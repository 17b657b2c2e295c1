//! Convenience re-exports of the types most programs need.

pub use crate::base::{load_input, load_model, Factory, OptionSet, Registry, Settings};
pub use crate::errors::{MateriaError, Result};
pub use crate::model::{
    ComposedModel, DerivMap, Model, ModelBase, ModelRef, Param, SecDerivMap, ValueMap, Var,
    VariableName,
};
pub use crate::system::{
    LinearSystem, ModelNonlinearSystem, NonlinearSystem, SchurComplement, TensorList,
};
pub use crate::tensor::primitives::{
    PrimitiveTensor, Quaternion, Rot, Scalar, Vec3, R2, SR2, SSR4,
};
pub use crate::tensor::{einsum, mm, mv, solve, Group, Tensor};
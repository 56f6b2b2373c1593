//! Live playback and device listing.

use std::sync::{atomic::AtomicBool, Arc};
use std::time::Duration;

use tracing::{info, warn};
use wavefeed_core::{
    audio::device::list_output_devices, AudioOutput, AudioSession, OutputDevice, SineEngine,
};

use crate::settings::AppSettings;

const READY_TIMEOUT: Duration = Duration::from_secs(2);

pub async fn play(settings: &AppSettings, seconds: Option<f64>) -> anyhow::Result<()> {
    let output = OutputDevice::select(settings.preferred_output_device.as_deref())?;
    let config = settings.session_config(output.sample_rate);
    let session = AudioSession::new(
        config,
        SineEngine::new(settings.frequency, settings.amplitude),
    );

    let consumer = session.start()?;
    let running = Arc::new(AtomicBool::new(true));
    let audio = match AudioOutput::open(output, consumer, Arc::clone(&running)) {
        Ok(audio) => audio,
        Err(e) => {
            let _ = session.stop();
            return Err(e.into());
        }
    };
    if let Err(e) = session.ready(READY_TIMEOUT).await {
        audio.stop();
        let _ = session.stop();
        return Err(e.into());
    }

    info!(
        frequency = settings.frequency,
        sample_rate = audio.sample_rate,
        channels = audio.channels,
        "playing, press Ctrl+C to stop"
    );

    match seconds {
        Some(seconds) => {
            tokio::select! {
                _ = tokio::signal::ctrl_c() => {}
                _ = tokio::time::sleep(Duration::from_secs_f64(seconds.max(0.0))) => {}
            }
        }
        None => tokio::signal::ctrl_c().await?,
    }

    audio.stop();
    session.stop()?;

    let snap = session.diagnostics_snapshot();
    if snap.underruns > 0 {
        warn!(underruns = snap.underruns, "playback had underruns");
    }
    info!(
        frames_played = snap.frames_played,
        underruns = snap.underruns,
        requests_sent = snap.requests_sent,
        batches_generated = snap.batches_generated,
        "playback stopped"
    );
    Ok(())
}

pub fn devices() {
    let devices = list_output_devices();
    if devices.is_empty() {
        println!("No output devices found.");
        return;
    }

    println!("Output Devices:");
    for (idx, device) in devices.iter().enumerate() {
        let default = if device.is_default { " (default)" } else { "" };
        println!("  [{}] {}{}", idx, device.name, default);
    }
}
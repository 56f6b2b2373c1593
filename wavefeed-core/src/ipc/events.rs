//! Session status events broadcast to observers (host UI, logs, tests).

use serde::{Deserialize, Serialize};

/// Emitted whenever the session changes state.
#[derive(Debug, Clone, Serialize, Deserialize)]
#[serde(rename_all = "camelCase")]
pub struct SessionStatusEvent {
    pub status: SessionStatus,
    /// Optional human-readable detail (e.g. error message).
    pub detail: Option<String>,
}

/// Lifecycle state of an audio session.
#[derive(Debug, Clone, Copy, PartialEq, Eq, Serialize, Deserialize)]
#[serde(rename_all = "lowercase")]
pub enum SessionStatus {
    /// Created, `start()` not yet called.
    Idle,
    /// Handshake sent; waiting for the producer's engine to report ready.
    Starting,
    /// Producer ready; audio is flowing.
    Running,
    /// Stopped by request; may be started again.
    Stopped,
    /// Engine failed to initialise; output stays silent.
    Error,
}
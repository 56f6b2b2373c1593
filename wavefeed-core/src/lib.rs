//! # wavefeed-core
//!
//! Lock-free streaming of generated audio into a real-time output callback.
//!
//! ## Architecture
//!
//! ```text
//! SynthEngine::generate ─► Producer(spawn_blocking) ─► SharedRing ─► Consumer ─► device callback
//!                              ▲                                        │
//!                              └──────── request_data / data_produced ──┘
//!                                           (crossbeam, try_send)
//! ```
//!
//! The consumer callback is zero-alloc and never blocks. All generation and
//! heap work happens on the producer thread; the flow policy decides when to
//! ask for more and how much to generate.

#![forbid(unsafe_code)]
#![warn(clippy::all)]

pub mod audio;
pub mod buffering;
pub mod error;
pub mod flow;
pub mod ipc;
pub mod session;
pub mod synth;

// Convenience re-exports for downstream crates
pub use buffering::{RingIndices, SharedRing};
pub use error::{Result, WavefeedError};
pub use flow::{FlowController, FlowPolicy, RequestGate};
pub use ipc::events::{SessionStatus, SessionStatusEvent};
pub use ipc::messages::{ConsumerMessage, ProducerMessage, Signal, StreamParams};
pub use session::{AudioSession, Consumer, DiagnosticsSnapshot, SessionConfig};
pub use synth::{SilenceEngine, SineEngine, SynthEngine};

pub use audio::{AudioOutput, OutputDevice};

• • •

* _ASSIGNED TASK_
Retype the entries exactly; leave nothing out.

* _TASK SOLUTION_
repository 17b657b2c2e295c1
//! Convenience re-exports of the types most programs need.

pub use crate::base::{load_input, load_model, Factory, OptionSet, Registry, Settings};
pub use crate::errors::{MateriaError, Result};
pub use crate::model::{
    ComposedModel, DerivMap, Model, ModelBase, ModelRef, Param, SecDerivMap, ValueMap, Var,
    VariableName,
};
pub use crate::system::{
    LinearSystem, ModelNonlinearSystem, NonlinearSystem, SchurComplement, TensorList,
};
pub use crate::tensor::primitives::{
    PrimitiveTensor, Quaternion, Rot, Scalar, Vec3, R2, SR2, SSR4,
};
pub use crate::tensor::{einsum, mm, mv, solve, Group, Tensor};
repository 56f6b2b2373c1593
//! Live playback and device listing.

use std::sync::{atomic::AtomicBool, Arc};
use std::time::Duration;

use tracing::{info, warn};
use wavefeed_core::{
    audio::device::list_output_devices, AudioOutput, AudioSession, OutputDevice, SineEngine,
};

use crate::settings::AppSettings;

const READY_TIMEOUT: Duration = Duration::from_secs(2);

pub async fn play(settings: &AppSettings, seconds: Option<f64>) -> anyhow::Result<()> {
    let output = OutputDevice::select(settings.preferred_output_device.as_deref())?;
    let config = settings.session_config(output.sample_rate);
    let session = AudioSession::new(
        config,
        SineEngine::new(settings.frequency, settings.amplitude),
    );

    let consumer = session.start()?;
    let running = Arc::new(AtomicBool::new(true));
    let audio = match AudioOutput::open(output, consumer, Arc::clone(&running)) {
        Ok(audio) => audio,
        Err(e) => {
            let _ = session.stop();
            return Err(e.into());
        }
    };
    if let Err(e) = session.ready(READY_TIMEOUT).await {
        audio.stop();
        let _ = session.stop();
        return Err(e.into());
    }

    info!(
        frequency = settings.frequency,
        sample_rate = audio.sample_rate,
        channels = audio.channels,
        "playing, press Ctrl+C to stop"
    );

    match seconds {
        Some(seconds) => {
            tokio::select! {
                _ = tokio::signal::ctrl_c() => {}
                _ = tokio::time::sleep(Duration::from_secs_f64(seconds.max(0.0))) => {}
            }
        }
        None => tokio::signal::ctrl_c().await?,
    }

    audio.stop();
    session.stop()?;

    let snap = session.diagnostics_snapshot();
    if snap.underruns > 0 {
        warn!(underruns = snap.underruns, "playback had underruns");
    }
    info!(
        frames_played = snap.frames_played,
        underruns = snap.underruns,
        requests_sent = snap.requests_sent,
        batches_generated = snap.batches_generated,
        "playback stopped"
    );
    Ok(())
}

pub fn devices() {
    let devices = list_output_devices();
    if devices.is_empty() {
        println!("No output devices found.");
        return;
    }

    println!("Output Devices:");
    for (idx, device) in devices.iter().enumerate() {
        let default = if device.is_default { " (default)" } else { "" };
        println!("  [{}] {}{}", idx, device.name, default);
    }
}
repository 56f6b2b2373c1593
filename wavefeed-core/src/ipc/events.rs
//! Session status events broadcast to observers (host UI, logs, tests).

use serde::{Deserialize, Serialize};

/// Emitted whenever the session changes state.
#[derive(Debug, Clone, Serialize, Deserialize)]
#[serde(rename_all = "camelCase")]
pub struct SessionStatusEvent {
    pub status: SessionStatus,
    /// Optional human-readable detail (e.g. error message).
    pub detail: Option<String>,
}

/// Lifecycle state of an audio session.
#[derive(Debug, Clone, Copy, PartialEq, Eq, Serialize, Deserialize)]
#[serde(rename_all = "lowercase")]
pub enum SessionStatus {
    /// Created, `start()` not yet called.
    Idle,
    /// Handshake sent; waiting for the producer's engine to report ready.
    Starting,
    /// Producer ready; audio is flowing.
    Running,
    /// Stopped by request; may be started again.
    Stopped,
    /// Engine failed to initialise; output stays silent.
    Error,
}
repository 56f6b2b2373c1593
filename wavefeed-core/src/lib.rs
//! # wavefeed-core
//!
//! Lock-free streaming of generated audio into a real-time output callback.
//!
//! ## Architecture
//!
//! ```text
//! SynthEngine::generate ─► Producer(spawn_blocking) ─► SharedRing ─► Consumer ─► device callback
//!                              ▲                                        │
//!                              └──────── request_data / data_produced ──┘
//!                                           (crossbeam, try_send)
//! ```
//!
//! The consumer callback is zero-alloc and never blocks. All generation and
//! heap work happens on the producer thread; the flow policy decides when to
//! ask for more and how much to generate.

#![forbid(unsafe_code)]
#![warn(clippy::all)]

pub mod audio;
pub mod buffering;
pub mod error;
pub mod flow;
pub mod ipc;
pub mod session;
pub mod synth;

// Convenience re-exports for downstream crates
pub use buffering::{RingIndices, SharedRing};
pub use error::{Result, WavefeedError};
pub use flow::{FlowController, FlowPolicy, RequestGate};
pub use ipc::events::{SessionStatus, SessionStatusEvent};
pub use ipc::messages::{ConsumerMessage, ProducerMessage, Signal, StreamParams};
pub use session::{AudioSession, Consumer, DiagnosticsSnapshot, SessionConfig};
pub use synth::{SilenceEngine, SineEngine, SynthEngine};

pub use audio::{AudioOutput, OutputDevice};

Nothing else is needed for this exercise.